EXERCISE DIRECTIONS:
Lines from the first one down to the one containing "use crate::Result;" in the data below are the only ones needed; please return them exactly, both ends included.

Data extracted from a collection
□ □ □ □ □

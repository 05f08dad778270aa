//! Tutorial task completion (`reaction_added`, `pin_added`).

use tracing::{debug, info};

use crate::models::tutorial::TaskId;
use crate::slack::events::RelayState;
use crate::Result;

/// Mark `task` completed on the tutorial tracked for `(channel, user_id)`,
/// re-render it in place, and record the new message timestamp.
///
/// Returns `Ok(false)` without any outbound call when no tutorial is tracked
/// for the key.
///
/// # Errors
///
/// Returns the Slack or timeout error from `chat.update`. The completed task
/// stays recorded so the next successful render shows it.
pub async fn complete_task(
    channel: &str,
    user_id: &str,
    task: TaskId,
    state: &RelayState,
) -> Result<bool> {
    let Some(handle) = state.store.get(channel, user_id).await else {
        debug!(channel, user_id, task = task.as_str(), "no tutorial tracked");
        return Ok(false);
    };

    let mut tutorial = handle.lock().await;
    tutorial.mark_task_completed(task);

    let request = tutorial.render_payload();
    let method = if request.is_update() {
        "chat.update"
    } else {
        "chat.postMessage"
    };
    let ts = state
        .call(method, state.chat.send_tutorial(request))
        .await?;
    tutorial.record_timestamp(ts.as_str());

    info!(
        channel,
        user_id,
        task = task.as_str(),
        finished = tutorial.is_finished(),
        "tutorial task completed"
    );
    Ok(true)
}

□ □ □ □ □

EXPECTED ANSWER:
repository 05f08dad778270aa
//! Tutorial task completion (`reaction_added`, `pin_added`).

use tracing::{debug, info};

use crate::models::tutorial::TaskId;
use crate::slack::events::RelayState;
use crate::Result;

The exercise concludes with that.